The Attribution Crisis in LLM Search Results Estimating Ecosystem Exploitation

Wednesday, September 10, 2025 2:00 pm - 3:00 pm EDT (GMT -04:00)
Seminar, Ilan Strauss, Sept. 10, 2025

Date: Wednesday, September 10, 2025

Time: 2:00 pm - 3:00 pm EDT

Location: Virtual via Zoom



Title: The Attribution Crisis in LLM Search Results Estimating Ecosystem Exploitation

Abstract: The internet is under attack from AI. Web-enabled LLMs frequently answer queries without crediting the web pages they consume, creating an “attribution gap” – the difference between relevant URLs read and those actually cited. Drawing on approximately 14,000 real-world LMArena conversation logs with search-enabled LLM systems, we document three exploitation patterns: 1) No Search: 34% of Google Gemini and 24% of OpenAI GPT-4o responses are generated without explicitly fetching any online content; 2) No citation: Gemini provides no clickable citation source in 92% of answers; 3) High-volume, low-credit: Perplexity’s Sonar visits approximately 10 relevant pages per query but cites only three to four. A negative binomial hurdle model shows that the average query answered by Gemini or Sonar leaves about 3 relevant websites uncited, whereas GPT-4o’s tiny uncited gap is best explained by its selective log disclosures rather than by better attribution. Citation efficiency – extra citations provided per additional relevant web page visited – varies widely across models, from 0.19 to 0.45 on identical queries, underscoring that retrieval design, not technical limits, shapes ecosystem impact.
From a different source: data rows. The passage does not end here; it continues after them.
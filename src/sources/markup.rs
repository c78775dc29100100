//! Shared helpers for reading storefront HTML.

use scraper::{ElementRef, Selector};

use super::SourceError;
use crate::utils::normalize::{self, choose_image_source};

/// Attributes storefronts use to defer image loading, most specific first
const LAZY_IMAGE_ATTRS: &[&str] = &["data-src", "data-original", "data-lazy-src"];

/// Phrases that only show up on anti-automation interstitials
const BLOCK_MARKERS: &[&str] = &[
    "captcha",
    "cf-chl",
    "verify you are human",
    "access denied",
    "請確認您不是機器人",
];

pub(crate) fn selector(css: &str) -> Result<Selector, SourceError> {
    Selector::parse(css).map_err(|e| SourceError::Parse(format!("selector `{}`: {}", css, e)))
}

/// Whitespace-collapsed text content of an element
pub(crate) fn text_of(el: ElementRef<'_>) -> String {
    normalize::clean_text(&el.text().collect::<Vec<_>>().join(" "))
}

/// Text content with one line per text node, for label/value scanning
pub(crate) fn lines_of(el: ElementRef<'_>) -> String {
    el.text()
        .map(str::trim)
        .filter(|t| !t.is_empty())
        .collect::<Vec<_>>()
        .join("\n")
}

/// Text of the first descendant matching `sel`, if non-empty
pub(crate) fn first_text(el: ElementRef<'_>, sel: &Selector) -> Option<String> {
    el.select(sel)
        .next()
        .map(text_of)
        .filter(|t| !t.is_empty())
}

/// Image reference of an `<img>`, lazy-load attribute first.
///
/// Relative paths are resolved against the page; protocol-relative and
/// absolute references are left for the cover repair step.
pub(crate) fn image_reference(img: ElementRef<'_>, page_url: &str) -> Option<String> {
    let element = img.value();
    let lazy = LAZY_IMAGE_ATTRS
        .iter()
        .filter_map(|attr| element.attr(attr))
        .find(|v| !v.trim().is_empty());
    let chosen = choose_image_source(lazy, element.attr("src"))?;

    if chosen.starts_with("//") || chosen.contains("://") {
        Some(chosen.to_string())
    } else {
        normalize::resolve_link(page_url, chosen)
    }
}

/// Value following `label` and a colon, on the same or the next line.
///
/// `labels` are tried in order; a label occurrence not followed by a colon
/// (e.g. `出版日` inside `出版日期`) is skipped.
pub(crate) fn labelled_value(text: &str, labels: &[&str]) -> Option<String> {
    labels.iter().find_map(|label| {
        text.match_indices(label).find_map(|(idx, _)| {
            let rest = &text[idx + label.len()..];
            let rest = rest
                .strip_prefix('：')
                .or_else(|| rest.strip_prefix(':'))?;
            let value = rest.trim_start().lines().next()?.trim();
            (!value.is_empty()).then(|| value.to_string())
        })
    })
}

/// Drop a leading `label：` / `label:` prefix from a field value
pub(crate) fn strip_label(value: &str, labels: &[&str]) -> String {
    let value = value.trim();
    for label in labels {
        if let Some(rest) = value.strip_prefix(label) {
            let rest = rest.trim_start();
            if let Some(rest) = rest.strip_prefix('：').or_else(|| rest.strip_prefix(':')) {
                return rest.trim().to_string();
            }
        }
    }
    value.to_string()
}

/// Name the marker when a page looks like an anti-automation interstitial
pub(crate) fn blocked_marker(body: &str) -> Option<&'static str> {
    let lower = body.to_lowercase();
    BLOCK_MARKERS.iter().copied().find(|m| lower.contains(m))
}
We recommend a transparent LLM search architecture based on standardized telemetry and full disclosure of search traces and citation logs.

Speaker Bio: Dr. Ilan Strauss is Co-Director of the AI Disclosures Project (SSRC) in Brooklyn, New York. He is an Honorary Senior Fellow at the UCL Institute for Innovation and Public Purpose (London) and Visiting Associate Professor at the University of Johannesburg. He holds a Ph.D in economics from the New School for Social research.